I realize that talking like a tree is not everyone’s cup of tea (oh how cute, that unintentionally rhymed!) and as the great Olan Rogers states, “you cannot make everyone happy. You are a not a pizza.” Even still, I suppose because I constantly find myself in such dire need of human connection, when those connections fail, it saddens me and causes me to feel alienated and strange. While part of me thinks that if every conversation were to blossom into a full, beautiful tree, they would lose their remarkableness, the other part of me would like to think that at least with a select few in my life we are capable of growing entire forests together. That thought leaves me ecstatic.

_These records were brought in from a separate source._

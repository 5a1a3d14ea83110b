//! Mid-flight replanning: judge the remaining plan, rewrite the suffix.
//!
//! Both entry points run inline in the currently executing agent, so the
//! workflow mutation is serialized naturally: other agents are parked at a
//! scheduling barrier while one agent executes its replan hook.

use std::sync::Arc;

use tracing::{debug, info, warn};

use super::prompts;
use crate::callback::StreamMessage;
use crate::context::AgentContext;
use crate::error::{Result, TaskError};
use crate::llm::{LlmRequest, Llms, ToolChoice};
use crate::message::LlmMessage;
use crate::tool::Tool;
use crate::tools::CheckTaskStatusTool;
use crate::workflow::{ParsedPlan, Workflow, WorkflowAgent};

/// Longest agent-result excerpt included in the status summary.
const RESULT_EXCERPT: usize = 500;
/// Longest message-log excerpt for the in-progress agent.
const LOG_EXCERPT: usize = 1500;

/// Consult the judge and, when it votes to replan, splice a fresh suffix.
pub(crate) async fn maybe_replan(ctx: &Arc<AgentContext>, llms: &Llms) {
    if !should_replan(ctx, llms).await {
        return;
    }
    info!(agent = ctx.agent().name(), "Judge voted to replan the suffix");
    if let Err(e) = replan_suffix(ctx, llms).await {
        warn!(error = %e, "Suffix replan failed; keeping the current plan");
    }
}

/// Ask the planning LLM whether the remaining plan is still valid.
///
/// The judgment is a forced `check_task_status` call on the original
/// planning conversation plus a status summary. Any failure (timeout,
/// provider error, missing plan history) counts as "keep the plan".
pub(crate) async fn should_replan(ctx: &Arc<AgentContext>, llms: &Llms) -> bool {
    let task = ctx.task();
    let (Some(plan_request), Some(plan_result)) =
        (task.chain().plan_request(), task.chain().plan_result())
    else {
        return false;
    };
    let Some(summary) = status_summary(ctx) else {
        return false;
    };

    let mut messages = plan_request.messages;
    messages.push(LlmMessage::assistant(plan_result));
    messages.push(LlmMessage::user(prompts::judge_user_prompt(&summary)));

    let request = LlmRequest::new(messages)
        .with_tools(vec![CheckTaskStatusTool.definition()])
        .with_tool_choice(ToolChoice::Tool("check_task_status".to_owned()))
        .with_temperature(0.0);
    let keys = task.config().plan_llms.clone();

    let outcome = tokio::time::timeout(
        task.config().meta_llm_timeout,
        llms.generate(&keys, &request, task.signal()),
    )
    .await;

    match outcome {
        Ok(Ok(result)) => {
            let verdict = result
                .tool_uses()
                .first()
                .and_then(|call| call.resolved_arguments().ok())
                .and_then(|args| args.get("replan").and_then(serde_json::Value::as_bool))
                .unwrap_or(false);
            debug!(verdict, "Replan judgment");
            verdict
        }
        Ok(Err(e)) => {
            warn!(error = %e, "Replan judgment call failed");
            false
        }
        Err(_) => {
            warn!("Replan judgment timed out");
            false
        }
    }
}

/// Per-agent status: completed / in progress (with a truncated log) / not
/// started. `None` when no workflow is installed.
fn status_summary(ctx: &Arc<AgentContext>) -> Option<String> {
    let task = ctx.task();
    let workflow = task.workflow()?;
    let current_id = ctx.agent_chain().agent_id().to_owned();

    let mut summary = String::new();
    for agent in &workflow.agents {
        let result = task.chain().agent_by_id(&agent.id).and_then(|c| c.result());
        if let Some(result) = result {
            summary.push_str(&format!(
                "- {} ({}): completed. Result: {}\n",
                agent.name,
                agent.id,
                excerpt(&result, RESULT_EXCERPT)
            ));
        } else if agent.id == current_id {
            let log: String = ctx
                .messages()
                .iter()
                .skip(2) // system and task prompts add nothing here
                .map(|m| format!("[{}] {}", m.role.as_str(), m.text_content()))
                .collect::<Vec<_>>()
                .join("\n");
            summary.push_str(&format!(
                "- {} ({}): in progress. Recent activity:\n{}\n",
                agent.name,
                agent.id,
                excerpt(&log, LOG_EXCERPT)
            ));
        } else {
            summary.push_str(&format!("- {} ({}): not started\n", agent.name, agent.id));
        }
    }
    Some(summary)
}

fn excerpt(text: &str, max: usize) -> &str {
    let mut end = text.len().min(max);
    while !text.is_char_boundary(end) {
        end -= 1;
    }
    &text[..end]
}

/// Re-plan the suffix starting at the currently executing agent and splice
/// it into the live workflow.
pub(crate) async fn replan_suffix(ctx: &Arc<AgentContext>, llms: &Llms) -> Result<()> {
    let task = ctx.task();
    let workflow = task
        .workflow()
        .ok_or_else(|| TaskError::PlanFailed("no workflow installed".to_owned()))?;
    let current_id = ctx.agent_chain().agent_id();
    let current_index = workflow
        .agent_index(current_id)
        .ok_or_else(|| TaskError::PlanFailed(format!("agent '{current_id}' not in workflow")))?;

    let executed: Vec<(String, Option<String>)> = workflow.agents[..=current_index]
        .iter()
        .map(|agent| {
            let result = task.chain().agent_by_id(&agent.id).and_then(|c| c.result());
            (format!("{} ({})", agent.name, agent.id), result)
        })
        .collect();

    let (Some(plan_request), Some(plan_result)) =
        (task.chain().plan_request(), task.chain().plan_result())
    else {
        return Err(TaskError::PlanFailed("no plan history".to_owned()));
    };
    let mut messages = plan_request.messages;
    messages.push(LlmMessage::assistant(plan_result));
    messages.push(LlmMessage::user(prompts::replan_suffix_instruction(
        &executed,
    )));

    let (plan, _raw, _request) = super::run_plan_call(task, llms, messages, false).await?;

    let xml = task
        .with_workflow_mut(|workflow| {
            splice_suffix(workflow, current_index, &plan);
            workflow.xml.clone()
        })
        .ok_or_else(|| TaskError::PlanFailed("workflow disappeared during replan".to_owned()))?;

    task.emit(StreamMessage::Workflow {
        xml,
        stream_done: true,
    })
    .await;
    Ok(())
}

/// Replace everything after `current_index` with the re-planned agents.
///
/// The executed prefix (including the current agent) is left untouched.
/// New agents get ids continuing the zero-padded sequence; the first new
/// agent depends on the last surviving agent, and later new agents'
/// emitted references are index-shifted into the new id space.
pub(crate) fn splice_suffix(workflow: &mut Workflow, current_index: usize, plan: &ParsedPlan) {
    workflow.agents.truncate(current_index + 1);
    let task_id = workflow.task_id.clone();
    let base = current_index + 1;

    let mut id_map: std::collections::HashMap<String, String> = std::collections::HashMap::new();
    for (i, parsed) in plan.agents.iter().enumerate() {
        let new_id = format!("{task_id}-{:03}", base + i);
        if let Some(emitted) = &parsed.emitted_id {
            id_map.entry(emitted.clone()).or_insert_with(|| new_id.clone());
        }
        id_map.entry(i.to_string()).or_insert_with(|| new_id.clone());
    }

    let last_surviving = workflow.agents[current_index].id.clone();
    for (i, parsed) in plan.agents.iter().enumerate() {
        let own_id = format!("{task_id}-{:03}", base + i);
        let depends_on = if i == 0 {
            vec![last_surviving.clone()]
        } else {
            let mut deps = Vec::new();
            for reference in &parsed.depends_on {
                match id_map.get(reference) {
                    Some(id) if *id != own_id && !deps.contains(id) => deps.push(id.clone()),
                    Some(_) => {}
                    None => {
                        warn!(reference = %reference, "Dropping unresolved replan dependency");
                    }
                }
            }
            deps
        };
        workflow.agents.push(WorkflowAgent {
            id: own_id,
            name: parsed.name.clone(),
            task: parsed.task.clone(),
            depends_on,
            nodes: parsed.nodes.clone(),
        });
    }

    workflow.modified = true;
    workflow.refresh_xml();
}

#[cfg(test)]
mod tests {
    use super::*;
    use crate::config::{Config, DEFAULT_LLM_KEY};
    use crate::context::TaskContext;
    use crate::llm::MockProvider;
    use crate::workflow::parse_workflow;

    fn three_agent_workflow() -> Workflow {
        let agents = (0..3)
            .map(|i| WorkflowAgent {
                id: format!("t-{i:03}"),
                name: format!("P{}", i + 1),
                task: format!("task {i}"),
                depends_on: if i == 0 {
                    vec![]
                } else {
                    vec![format!("t-{:03}", i - 1)]
                },
                nodes: vec![crate::workflow::WorkflowNode::step(format!("step {i}"))],
            })
            .collect();
        Workflow::new("t", "prompt", "demo", "thought", agents)
    }

    const SUFFIX_XML: &str = r#"<root>
<agents>
  <agent name="P2x" id="0"><task>new second</task><nodes><node>a</node></nodes></agent>
  <agent name="P3x" id="1" dependsOn="0"><task>new third</task><nodes><node>b</node></nodes></agent>
  <agent name="P4x" id="2" dependsOn="1"><task>new fourth</task><nodes><node>c</node></nodes></agent>
</agents>
</root>"#;

    #[test]
    fn splice_preserves_prefix_and_rewrites_suffix() {
        let mut workflow = three_agent_workflow();
        let before_first = workflow.agents[0].clone();
        let plan = parse_workflow(SUFFIX_XML, false).unwrap();

        splice_suffix(&mut workflow, 0, &plan);

        assert!(workflow.modified);
        assert_eq!(workflow.agents.len(), 4);
        // Prefix untouched, by id and content.
        assert_eq!(workflow.agents[0], before_first);
        // New ids continue the sequence.
        assert_eq!(workflow.agents[1].id, "t-001");
        assert_eq!(workflow.agents[2].id, "t-002");
        assert_eq!(workflow.agents[3].id, "t-003");
        // First new agent depends on the last surviving agent.
        assert_eq!(workflow.agents[1].depends_on, vec!["t-000"]);
        // Later agents' emitted references are shifted into the new space.
        assert_eq!(workflow.agents[2].depends_on, vec!["t-001"]);
        assert_eq!(workflow.agents[3].depends_on, vec!["t-002"]);
        assert!(workflow.xml.contains("P4x"));
    }

    #[test]
    fn splice_mid_workflow_keeps_executed_agents() {
        let mut workflow = three_agent_workflow();
        let plan = parse_workflow(
            r#"<root><agents>
                <agent name="Tail" id="0"><task>finish up</task><nodes><node>t</node></nodes></agent>
            </agents></root>"#,
            false,
        )
        .unwrap();

        splice_suffix(&mut workflow, 1, &plan);

        assert_eq!(workflow.agents.len(), 3);
        assert_eq!(workflow.agents[0].name, "P1");
        assert_eq!(workflow.agents[1].name, "P2");
        assert_eq!(workflow.agents[2].name, "Tail");
        assert_eq!(workflow.agents[2].id, "t-002");
        assert_eq!(workflow.agents[2].depends_on, vec!["t-001"]);
    }

    fn judged_context(
        provider: Arc<MockProvider>,
    ) -> (Arc<TaskContext>, Arc<AgentContext>, Llms) {
        let config = Config::builder()
            .llm(DEFAULT_LLM_KEY, provider)
            .build()
            .unwrap();
        let agent = Arc::new(crate::agent::Agent::new("P1", "first"));
        let task = TaskContext::new("t", "c", "prompt", Arc::new(config), vec![Arc::clone(&agent)]);
        task.set_workflow(three_agent_workflow());
        task.chain()
            .record_plan(LlmRequest::new(vec![LlmMessage::user("plan it")]), "<root/>");
        let chain = task.chain().add_agent("t-000", "P1", "task 0");
        let ctx = Arc::new(AgentContext::new(Arc::clone(&task), agent, chain));
        let llms = Llms::from_config(task.config());
        (task, ctx, llms)
    }

    #[tokio::test]
    async fn judge_returns_verdict_from_forced_tool_call() {
        let provider = Arc::new(MockProvider::new());
        provider.push_tool_call(
            "check_task_status",
            serde_json::json!({"thinking": "stale", "replan": true}),
        );
        let (_task, ctx, llms) = judged_context(provider);
        assert!(should_replan(&ctx, &llms).await);
    }

    #[tokio::test]
    async fn judge_defaults_to_false_on_error() {
        let provider = Arc::new(MockProvider::new());
        provider.push_error(crate::error::LlmError::Auth {
            provider: "mock".into(),
            message: "denied".into(),
        });
        let (_task, ctx, llms) = judged_context(provider);
        assert!(!should_replan(&ctx, &llms).await);
    }

    #[tokio::test]
    async fn maybe_replan_splices_when_judge_votes_yes() {
        let provider = Arc::new(MockProvider::new());
        provider.push_tool_call(
            "check_task_status",
            serde_json::json!({"replan": true}),
        );
        provider.push_text(SUFFIX_XML);
        let (task, ctx, llms) = judged_context(provider);

        maybe_replan(&ctx, &llms).await;

        let workflow = task.workflow().unwrap();
        assert!(workflow.modified);
        assert_eq!(workflow.agents.len(), 4);
        assert_eq!(workflow.agents[1].name, "P2x");
        // The executing agent's chain entry is untouched.
        assert!(task.chain().agent_by_id("t-000").is_some());
    }

    #[tokio::test]
    async fn maybe_replan_keeps_plan_when_judge_votes_no() {
        let provider = Arc::new(MockProvider::new());
        provider.push_tool_call(
            "check_task_status",
            serde_json::json!({"replan": false}),
        );
        let (task, ctx, llms) = judged_context(provider);

        maybe_replan(&ctx, &llms).await;

        let workflow = task.workflow().unwrap();
        assert!(!workflow.modified);
        assert_eq!(workflow.agents.len(), 3);
    }
}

There’s also the problem of my speech impediment and how quickly I speak. I’m sure part of the reason I speak so fast is simply because I’m from Northern California and we’re all just a tiny bit insane. Recently, in this same conversation, I had the miniature epiphany that my anxiety also plays a part in my thoughts flying out of me like fireworks. I assume this is because my anxiety and my lack of memory make me feel that if I don’t get my thoughts and words out quickly enough, I’ll forget them, and I despise forgetting things. I try to stifle this as much as possible because when I forget to, I end up interrupting people even more than I already do and accidentally talking over them, which I find deplorable.
I’m not sure I can fix my tree like thought process, but If there is one thing I’d like to improve, it is that I still tend to interrupt others here and there. While this is somewhat normal and we all do it to each other, I’m afraid someone may get the impression that I think I’m more important than them, or that I’m only talking at them, not to them. As much as I love to talk and let my heart and mind swell with thought, I truly love experiencing others do the same.
My forest contains so much beauty. Some of my trees are small, sad little Charlie Brown Christmas trees, while others are glorious Redwoods. Regardless of the type or the size, what is most important is that my forest is full of variety, and many trees that are not my own. To truly listen to someone is to bring them into your forest and tell them, “you may plant your tree wherever you wish, and I will protect it. The sun will kiss it, the rain will nourish it, and it will always be yours.” After all, my forest would not be nearly as beautiful if it were full of only my trees. And come to think of it, they’d probably get lonely.
I saw this man dispose of hunger and soap operas too.
I saw this field, that grew perfection, full of things you do.
I saw this box get rid of heartache, and cure cancer too.
When I awoke I sat there hoping, this is what we’ll do.
If we can, we will leave a letter and this song for you,
And we’ll write once a day, and float it through the sea to you.
We’ll regret all those things we thought, of but didn’t ever do.
When the sky seems to clear, who will then be left but a few, me and you.